In a pair of lawsuits brought by a gas compressor leasing company against appraisal districts in Irion and Sterling Counties, the Austin Court of Appeals has affirmed a trial court’s summary judgment dismissal of the company’s attempt to compel correction of the appraisal rolls to remove compressors leased as part of a heavy equipment inventory.

The cases, J.W. Power Company v. Irion County Appraisal District (No. 03-21-00005-CV) and J.W. Power v. Sterling County Appraisal District (No. 03-21-00069-CV), arose when Plaintiff filed a §25.25, Tax Code, motion to correct the appraisal rolls for tax years 2013 to 2016 to remove compressors located in the two counties and appraised by the appraisal districts. In each of those years Plaintiff had filed protests under §41.41, Tax Code, which the ARBs had both denied. Plaintiff did not appeal either ARB order to district court. Subsequently, the Texas Supreme Court handed down its ruling in EXLP Leasing, LLC v. Galveston Cent. Appraisal District (554 S.W.3d 572 (Tex. 2018), which held that a dealer’s inventory of heavy equipment could only be appraised in the county in which the equipment (i.e., compressors) were based and maintained (in this case, Ector County). Plaintiff then filed the §25.25 motions, arguing that the compressors in the two counties were erroneously placed on the rolls. Again, the ARBs denied the motions, and Plaintiff appealed to district court. The trial court granted the districts’ summary judgment motion based, among other things, on the doctrine of res judicata. Plaintiff appealed.

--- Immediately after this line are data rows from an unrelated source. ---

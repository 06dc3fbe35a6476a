//! Port traits (hexagonal architecture).
//!
//! These traits define the interfaces between the orchestration core and the
//! transports and event sinks plugged into it.

use crate::Result;
use crate::agent::AgentDescriptor;
use crate::events::Event;
use crate::ids::TaskId;
use crate::task::{ExecutionOutput, TaskSpec};
use async_trait::async_trait;
use futures::Stream;
use std::pin::Pin;
use tokio::sync::{oneshot, watch};

/// Stream of events.
pub type EventStream = Pin<Box<dyn Stream<Item = Result<Event>> + Send>>;

/// Event bus for publishing and subscribing to events.
#[async_trait]
pub trait EventBus: Send + Sync {
    /// Publish an event.
    async fn publish(&self, event: Event) -> Result<()>;

    /// Subscribe to events matching a pattern.
    /// Pattern supports wildcards: `task.*.failed`, `agent.>`
    async fn subscribe(&self, pattern: &str) -> Result<EventStream>;
}

/// Per-dispatch signals shared between the orchestrator and a transport.
#[derive(Debug)]
pub struct DispatchContext {
    pub task_id: TaskId,
    /// Flips to `true` when the task is cancelled.
    pub cancel: watch::Receiver<bool>,
    /// Fired once, with the attempt number, when the remote side accepted work.
    pub started: Option<oneshot::Sender<u32>>,
}

impl DispatchContext {
    pub fn new(task_id: TaskId, cancel: watch::Receiver<bool>) -> Self {
        Self {
            task_id,
            cancel,
            started: None,
        }
    }

    pub fn with_started(mut self, started: oneshot::Sender<u32>) -> Self {
        self.started = Some(started);
        self
    }

    pub fn is_cancelled(&self) -> bool {
        *self.cancel.borrow()
    }

    /// Report that the remote side started the given attempt.
    pub fn mark_started(&mut self, attempt: u32) {
        if let Some(tx) = self.started.take() {
            let _ = tx.send(attempt);
        }
    }
}

/// Executes a task on a chosen agent, retrying transient failures internally.
#[async_trait]
pub trait TaskDispatcher: Send + Sync {
    async fn dispatch(
        &self,
        agent: &AgentDescriptor,
        task: &TaskSpec,
        ctx: DispatchContext,
    ) -> Result<ExecutionOutput>;

    /// Release any transport state held for an agent that left the registry.
    async fn forget_agent(&self, _agent: &AgentDescriptor) {}
}

/// Liveness probe for an agent, independent of task traffic.
#[async_trait]
pub trait Prober: Send + Sync {
    async fn probe(&self, agent: &AgentDescriptor) -> Result<()>;
}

The court of appeals affirmed on res judicata grounds. Establishing the res judicata defense requires proof of three elements: “(1) a prior final judgment on the merits by a court of competent jurisdiction; (2) identity of parties or those in privity with them; and (3) a second action based on the same claims as were raised or could have been raised in the first action” [citations omitted]. With respect to the first prong of the test, a prior final judgment, the court of appeals followed SCOTX precedent that res judicata may preclude claims resolved by administrative bodies, including appraisal review boards (Plaintiff did not press this issue on appeal). Here the two ARBs denied Plaintiffs’ protests that the compressors leased to operators in Irion and Sterling counties should have been assessed only in Ector County. Plaintiff did not pursue its claims any further at the time.

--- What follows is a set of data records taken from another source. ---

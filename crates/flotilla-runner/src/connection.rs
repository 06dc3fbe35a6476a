//! Transport-neutral connection traits.

use async_trait::async_trait;
use flotilla_core::agent::{AgentDescriptor, Endpoint, Transport};
use flotilla_core::ids::TaskId;
use flotilla_core::task::{RemoteStatus, TaskSpec};
use std::fmt;
use thiserror::Error;

/// Identifies a group of interchangeable connections.
#[derive(Debug, Clone, PartialEq, Eq, Hash)]
pub struct PoolKey {
    pub transport: Transport,
    pub endpoint: Endpoint,
}

impl PoolKey {
    pub fn new(transport: Transport, endpoint: Endpoint) -> Self {
        Self {
            transport,
            endpoint,
        }
    }

    pub fn for_agent(agent: &AgentDescriptor) -> Self {
        Self::new(agent.transport, agent.endpoint.clone())
    }
}

impl fmt::Display for PoolKey {
    fn fmt(&self, f: &mut fmt::Formatter<'_>) -> fmt::Result {
        write!(f, "{}://{}", self.transport, self.endpoint)
    }
}

/// A failure that leaves the connection untrustworthy.
#[derive(Debug, Clone, Error)]
#[error("{message}")]
pub struct TransportFailure {
    pub message: String,
}

impl TransportFailure {
    pub fn new(message: impl Into<String>) -> Self {
        Self {
            message: message.into(),
        }
    }
}

/// What the remote side answered.
#[derive(Debug, Clone, PartialEq)]
pub struct RemoteReply {
    pub output: String,
    pub status: RemoteStatus,
}

/// An open session to one agent.
#[async_trait]
pub trait Connection: Send {
    /// Run one task to completion over this connection.
    async fn execute(
        &mut self,
        task_id: TaskId,
        task: &TaskSpec,
    ) -> Result<RemoteReply, TransportFailure>;

    /// Cheap liveness check.
    async fn probe(&mut self) -> Result<(), TransportFailure>;

    /// Whether the session is known to be unusable.
    fn is_broken(&mut self) -> bool;

    /// Tear the session down.
    async fn close(self: Box<Self>);
}

/// Opens new connections for a pool key.
#[async_trait]
pub trait Connector: Send + Sync {
    async fn connect(&self, key: &PoolKey) -> Result<Box<dyn Connection>, TransportFailure>;
}
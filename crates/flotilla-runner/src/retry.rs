//! Retry policy for execution attempts.

use async_trait::async_trait;
use serde::{Deserialize, Serialize};
use std::time::Duration;

/// Delay shape between attempts.
#[derive(Debug, Clone, PartialEq, Eq, Serialize, Deserialize)]
#[serde(tag = "kind", rename_all = "snake_case")]
pub enum Backoff {
    /// Same delay before every retry.
    Fixed {
        #[serde(default = "default_delay_ms")]
        delay_ms: u64,
    },
    /// `initial + step * (n - 1)` before retry `n`, capped at `max`.
    Linear {
        #[serde(default = "default_delay_ms")]
        initial_ms: u64,
        #[serde(default = "default_step_ms")]
        step_ms: u64,
        #[serde(default = "default_max_ms")]
        max_ms: u64,
    },
}

fn default_delay_ms() -> u64 {
    500
}

fn default_step_ms() -> u64 {
    500
}

fn default_max_ms() -> u64 {
    5_000
}

impl Default for Backoff {
    fn default() -> Self {
        Backoff::Linear {
            initial_ms: default_delay_ms(),
            step_ms: default_step_ms(),
            max_ms: default_max_ms(),
        }
    }
}

/// How long to wait between failed attempts.
///
/// The attempt budget itself comes from each task's `max_retries`.
#[derive(Debug, Clone, Default, PartialEq, Eq, Serialize, Deserialize)]
pub struct RetryPolicy {
    #[serde(default)]
    pub backoff: Backoff,
}

impl RetryPolicy {
    pub fn fixed(delay: Duration) -> Self {
        Self {
            backoff: Backoff::Fixed {
                delay_ms: delay.as_millis() as u64,
            },
        }
    }

    pub fn linear(initial: Duration, step: Duration, max: Duration) -> Self {
        Self {
            backoff: Backoff::Linear {
                initial_ms: initial.as_millis() as u64,
                step_ms: step.as_millis() as u64,
                max_ms: max.as_millis() as u64,
            },
        }
    }

    /// No delay at all.
    pub fn immediate() -> Self {
        Self::fixed(Duration::ZERO)
    }

    /// Delay to wait after `failed_attempt` (1-based) before the next one.
    pub fn delay_for(&self, failed_attempt: u32) -> Duration {
        let n = u64::from(failed_attempt.max(1));
        let ms = match &self.backoff {
            Backoff::Fixed { delay_ms } => *delay_ms,
            Backoff::Linear {
                initial_ms,
                step_ms,
                max_ms,
            } => initial_ms
                .saturating_add(step_ms.saturating_mul(n - 1))
                .min(*max_ms),
        };
        Duration::from_millis(ms)
    }
}

/// Source of retry delays, swappable in tests.
#[async_trait]
pub trait Sleeper: Send + Sync {
    async fn sleep(&self, duration: Duration);
}

/// Real sleeper backed by the tokio timer.
#[derive(Debug, Clone, Copy, Default)]
pub struct TokioSleeper;

#[async_trait]
impl Sleeper for TokioSleeper {
    async fn sleep(&self, duration: Duration) {
        if !duration.is_zero() {
            tokio::time::sleep(duration).await;
        }
    }
}
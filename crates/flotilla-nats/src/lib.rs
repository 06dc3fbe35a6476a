//! NATS event bus for Flotilla.

mod bus;
pub mod config;
pub mod metrics;

pub use bus::NatsEventBus;
pub use config::NatsConfig;
pub use metrics::{BusMetrics, MetricsSnapshot};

The real issue for the court of appeals was whether Plaintiffs’ 25.25 motion to correct the appraisal roll involved the “same claims” as the original protest. Noting that both the Plaintiff’s protests and subsequent §25.25 motions employed virtually the same language—that the appraisal districts’ inclusion of the compressors on the rolls constituted “double assessment”—the court had little difficulty finding that the claims were essentially the same in both actions. Plaintiff unsuccessfully argued that since the protests and motions to correct the roll were made under separate statutes, they could not present the “same” claim. Texas law, however, looks through this distinction if the “basic nature” of the claims is the same under both statutory theories.

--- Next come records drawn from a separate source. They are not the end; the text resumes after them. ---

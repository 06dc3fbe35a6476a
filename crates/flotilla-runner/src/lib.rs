//! Pooled remote execution layer for Flotilla.
//!
//! Agents are reached over one of two transports. Each transport keeps a
//! bounded pool of reusable connections per `(transport, endpoint)` key, and
//! every dispatch runs through the same retry loop: a failed or timed-out
//! attempt always throws its connection away before the next one starts.

pub mod connection;
pub mod executor;
pub mod http;
pub mod pool;
pub mod retry;
pub mod shell;

pub use connection::{Connection, Connector, PoolKey, RemoteReply, TransportFailure};
pub use executor::{
    ExecutionConfig, ExecutionLayer, HttpExecutor, RemoteExecutor, ShellExecutor,
    execute_with_retry,
};
pub use http::{HttpConfig, HttpConnector};
pub use pool::{ConnectionPool, ExhaustionPolicy, PoolConfig, PoolStats, PooledConnection};
pub use retry::{Backoff, RetryPolicy, Sleeper, TokioSleeper};
pub use shell::{ShellConfig, ShellConnector, shell_command};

The more complex issue—whether §25.25(l)’s provision allowing a motion to proceed regardless of whether the property owner protested the value of the property under §41.41—turned on whether Plaintiffs’ original protest concerned the “value” of the compressors. Citing other appellate decisions on the question, the court of appeals held that the protest did not concern the statutory formula used by the appraisal districts to establish value but whether the compressors were taxable at all in the two counties. Even if the ARBs erroneously denied Plaintiffs’ protests, the clarification of the statute prescribing the situs of an dealer’s inventory of heavy equipment after the ARBs ruled did not revive the claims. Although “the judgment may have been wrong or premised on a legal principle subsequently overruled,” it “does not affect application of res judicata.”

The EXLP decision left a lot of compressors stranded on appraisal rolls in the years between the Legislature’s enactment of the statute in 2012 and the statute’s clarification of the situs issue by the Court in 2018. It looks like, at least for now, they’ll have to stay there.